> [Materials provided]
+++++
//! Main token service implementation

use jsonwebtoken::{decode, encode, Algorithm, DecodingKey, EncodingKey, Header, Validation};
use rand::Rng;
use sha2::{Digest, Sha256};
use std::sync::Arc;
use uuid::Uuid;

use crate::domain::entities::principal::Principal;
use crate::domain::entities::token::{Claims, RefreshToken, TokenPair};
use crate::errors::{DomainError, TokenError};
use crate::repositories::TokenRepository;

use super::config::TokenServiceConfig;

/// Service for issuing and verifying JWT access tokens and opaque refresh
/// tokens
///
/// Access tokens are stateless: verification consults only the signature and
/// the embedded expiry. Refresh tokens are opaque random strings persisted as
/// SHA-256 digests; the plain value exists solely in the pair handed to the
/// caller.
pub struct TokenService<R: TokenRepository> {
    repository: Arc<R>,
    config: TokenServiceConfig,
    encoding_key: EncodingKey,
    decoding_key: DecodingKey,
    validation: Validation,
}

impl<R: TokenRepository> TokenService<R> {
    /// Creates a new token service instance
    ///
    /// # Arguments
    ///
    /// * `repository` - Token repository for refresh token persistence
    /// * `config` - Token service configuration
    pub fn new(repository: Arc<R>, config: TokenServiceConfig) -> Self {
        let encoding_key = EncodingKey::from_secret(config.jwt_secret.as_bytes());
        let decoding_key = DecodingKey::from_secret(config.jwt_secret.as_bytes());

        let mut validation = Validation::new(Algorithm::HS256);
        validation.set_issuer(&[&config.issuer]);
        validation.set_audience(&[&config.audience]);
        validation.validate_exp = true;
        validation.validate_nbf = true;

        Self {
            repository,
            config,
            encoding_key,
            decoding_key,
            validation,
        }
    }

    /// Issues a new token pair (access + refresh) for an authenticated
    /// principal
    ///
    /// # Returns
    ///
    /// * `Ok(TokenPair)` - The generated token pair
    /// * `Err(DomainError)` - Token generation or persistence failed
    pub async fn issue_tokens(&self, principal: &Principal) -> Result<TokenPair, DomainError> {
        let access_token = self.generate_access_token(principal)?;
        let refresh_token = self.generate_refresh_token(principal.id).await?;

        Ok(TokenPair::new(
            access_token,
            refresh_token,
            self.config.access_token_expiry_minutes * 60,
            self.config.refresh_token_expiry_days * 86400,
        ))
    }

    /// Generates a signed access token for a principal
    fn generate_access_token(&self, principal: &Principal) -> Result<String, DomainError> {
        let mut claims = Claims::new_access_token(
            principal.id,
            principal.kind,
            principal.role,
            self.config.access_token_expiry_minutes,
        );
        claims.iss = self.config.issuer.clone();
        claims.aud = self.config.audience.clone();

        self.encode_jwt(&claims)
    }

    /// Generates an opaque refresh token and stores its digest
    async fn generate_refresh_token(&self, principal_id: Uuid) -> Result<String, DomainError> {
        let token_string: String = {
            let mut rng = rand::thread_rng();
            (0..32)
                .map(|_| {
                    let idx = rng.gen_range(0..62);
                    match idx {
                        0..10 => (b'0' + idx) as char,
                        10..36 => (b'a' + idx - 10) as char,
                        36..62 => (b'A' + idx - 36) as char,
                        _ => unreachable!(),
                    }
                })
                .collect()
        };

        let token_hash = Self::hash_token(&token_string);
        let refresh_token = RefreshToken::new(
            principal_id,
            token_hash,
            self.config.refresh_token_expiry_days,
        );

        self.repository
            .save_refresh_token(refresh_token)
            .await
            .map_err(|_| DomainError::Token(TokenError::TokenGenerationFailed))?;

        Ok(token_string)
    }

    /// Encodes claims into a JWT
    fn encode_jwt(&self, claims: &Claims) -> Result<String, DomainError> {
        let header = Header::new(Algorithm::HS256);
        encode(&header, claims, &self.encoding_key)
            .map_err(|_| DomainError::Token(TokenError::TokenGenerationFailed))
    }

    /// Verifies an access token and returns the claims
    ///
    /// Pure and stateless: only the signature, expiry, and not-before are
    /// checked; no shared state is consulted.
    ///
    /// # Returns
    ///
    /// * `Ok(Claims)` - The decoded claims if valid
    /// * `Err(DomainError)` - Token is invalid, expired, or not yet valid
    pub fn verify_access_token(&self, token: &str) -> Result<Claims, DomainError> {
        let token_data =
            decode::<Claims>(token, &self.decoding_key, &self.validation).map_err(|e| {
                match e.kind() {
                    jsonwebtoken::errors::ErrorKind::ExpiredSignature => {
                        DomainError::Token(TokenError::TokenExpired)
                    }
                    jsonwebtoken::errors::ErrorKind::ImmatureSignature => {
                        DomainError::Token(TokenError::TokenNotYetValid)
                    }
                    _ => DomainError::Token(TokenError::InvalidToken),
                }
            })?;

        Ok(token_data.claims)
    }

    /// Revokes every live refresh token belonging to a principal
    ///
    /// # Returns
    ///
    /// * `Ok(count)` - Number of tokens newly revoked
    pub async fn revoke_all_for_principal(&self, principal_id: Uuid) -> Result<usize, DomainError> {
        self.repository.revoke_all_for_principal(principal_id).await
    }

    /// Removes expired refresh tokens from storage
    ///
    /// # Returns
    ///
    /// * `Ok(count)` - Number of tokens cleaned up
    pub async fn cleanup_expired_tokens(&self) -> Result<usize, DomainError> {
        self.repository.delete_expired_tokens().await
    }

    /// Hashes a token string for storage and lookup
    pub(crate) fn hash_token(token: &str) -> String {
        let mut hasher = Sha256::new();
        hasher.update(token.as_bytes());
        format!("{:x}", hasher.finalize())
    }
}
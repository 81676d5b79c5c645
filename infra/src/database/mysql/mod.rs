//! MySQL repository implementations

mod principal_repository_impl;
mod token_repository_impl;

pub use principal_repository_impl::MySqlPrincipalRepository;
pub use token_repository_impl::MySqlTokenRepository;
+++++
> [What to produce] Write out the complete listing above, exactly as it reads.

> [Your solution]
//! Main token service implementation

use jsonwebtoken::{decode, encode, Algorithm, DecodingKey, EncodingKey, Header, Validation};
use rand::Rng;
use sha2::{Digest, Sha256};
use std::sync::Arc;
use uuid::Uuid;

use crate::domain::entities::principal::Principal;
use crate::domain::entities::token::{Claims, RefreshToken, TokenPair};
use crate::errors::{DomainError, TokenError};
use crate::repositories::TokenRepository;

use super::config::TokenServiceConfig;

/// Service for issuing and verifying JWT access tokens and opaque refresh
/// tokens
///
/// Access tokens are stateless: verification consults only the signature and
/// the embedded expiry. Refresh tokens are opaque random strings persisted as
/// SHA-256 digests; the plain value exists solely in the pair handed to the
/// caller.
pub struct TokenService<R: TokenRepository> {
    repository: Arc<R>,
    config: TokenServiceConfig,
    encoding_key: EncodingKey,
    decoding_key: DecodingKey,
    validation: Validation,
}

impl<R: TokenRepository> TokenService<R> {
    /// Creates a new token service instance
    ///
    /// # Arguments
    ///
    /// * `repository` - Token repository for refresh token persistence
    /// * `config` - Token service configuration
    pub fn new(repository: Arc<R>, config: TokenServiceConfig) -> Self {
        let encoding_key = EncodingKey::from_secret(config.jwt_secret.as_bytes());
        let decoding_key = DecodingKey::from_secret(config.jwt_secret.as_bytes());

        let mut validation = Validation::new(Algorithm::HS256);
        validation.set_issuer(&[&config.issuer]);
        validation.set_audience(&[&config.audience]);
        validation.validate_exp = true;
        validation.validate_nbf = true;

        Self {
            repository,
            config,
            encoding_key,
            decoding_key,
            validation,
        }
    }

    /// Issues a new token pair (access + refresh) for an authenticated
    /// principal
    ///
    /// # Returns
    ///
    /// * `Ok(TokenPair)` - The generated token pair
    /// * `Err(DomainError)` - Token generation or persistence failed
    pub async fn issue_tokens(&self, principal: &Principal) -> Result<TokenPair, DomainError> {
        let access_token = self.generate_access_token(principal)?;
        let refresh_token = self.generate_refresh_token(principal.id).await?;

        Ok(TokenPair::new(
            access_token,
            refresh_token,
            self.config.access_token_expiry_minutes * 60,
            self.config.refresh_token_expiry_days * 86400,
        ))
    }

    /// Generates a signed access token for a principal
    fn generate_access_token(&self, principal: &Principal) -> Result<String, DomainError> {
        let mut claims = Claims::new_access_token(
            principal.id,
            principal.kind,
            principal.role,
            self.config.access_token_expiry_minutes,
        );
        claims.iss = self.config.issuer.clone();
        claims.aud = self.config.audience.clone();

        self.encode_jwt(&claims)
    }

    /// Generates an opaque refresh token and stores its digest
    async fn generate_refresh_token(&self, principal_id: Uuid) -> Result<String, DomainError> {
        let token_string: String = {
            let mut rng = rand::thread_rng();
            (0..32)
                .map(|_| {
                    let idx = rng.gen_range(0..62);
                    match idx {
                        0..10 => (b'0' + idx) as char,
                        10..36 => (b'a' + idx - 10) as char,
                        36..62 => (b'A' + idx - 36) as char,
                        _ => unreachable!(),
                    }
                })
                .collect()
        };

        let token_hash = Self::hash_token(&token_string);
        let refresh_token = RefreshToken::new(
            principal_id,
            token_hash,
            self.config.refresh_token_expiry_days,
        );

        self.repository
            .save_refresh_token(refresh_token)
            .await
            .map_err(|_| DomainError::Token(TokenError::TokenGenerationFailed))?;

        Ok(token_string)
    }

    /// Encodes claims into a JWT
    fn encode_jwt(&self, claims: &Claims) -> Result<String, DomainError> {
        let header = Header::new(Algorithm::HS256);
        encode(&header, claims, &self.encoding_key)
            .map_err(|_| DomainError::Token(TokenError::TokenGenerationFailed))
    }

    /// Verifies an access token and returns the claims
    ///
    /// Pure and stateless: only the signature, expiry, and not-before are
    /// checked; no shared state is consulted.
    ///
    /// # Returns
    ///
    /// * `Ok(Claims)` - The decoded claims if valid
    /// * `Err(DomainError)` - Token is invalid, expired, or not yet valid
    pub fn verify_access_token(&self, token: &str) -> Result<Claims, DomainError> {
        let token_data =
            decode::<Claims>(token, &self.decoding_key, &self.validation).map_err(|e| {
                match e.kind() {
                    jsonwebtoken::errors::ErrorKind::ExpiredSignature => {
                        DomainError::Token(TokenError::TokenExpired)
                    }
                    jsonwebtoken::errors::ErrorKind::ImmatureSignature => {
                        DomainError::Token(TokenError::TokenNotYetValid)
                    }
                    _ => DomainError::Token(TokenError::InvalidToken),
                }
            })?;

        Ok(token_data.claims)
    }

    /// Revokes every live refresh token belonging to a principal
    ///
    /// # Returns
    ///
    /// * `Ok(count)` - Number of tokens newly revoked
    pub async fn revoke_all_for_principal(&self, principal_id: Uuid) -> Result<usize, DomainError> {
        self.repository.revoke_all_for_principal(principal_id).await
    }

    /// Removes expired refresh tokens from storage
    ///
    /// # Returns
    ///
    /// * `Ok(count)` - Number of tokens cleaned up
    pub async fn cleanup_expired_tokens(&self) -> Result<usize, DomainError> {
        self.repository.delete_expired_tokens().await
    }

    /// Hashes a token string for storage and lookup
    pub(crate) fn hash_token(token: &str) -> String {
        let mut hasher = Sha256::new();
        hasher.update(token.as_bytes());
        format!("{:x}", hasher.finalize())
    }
}
repository 81676d5b79c5c645
filename infra/src/database/mysql/mod.rs
//! MySQL repository implementations

mod principal_repository_impl;
mod token_repository_impl;

pub use principal_repository_impl::MySqlPrincipalRepository;
pub use token_repository_impl::MySqlTokenRepository;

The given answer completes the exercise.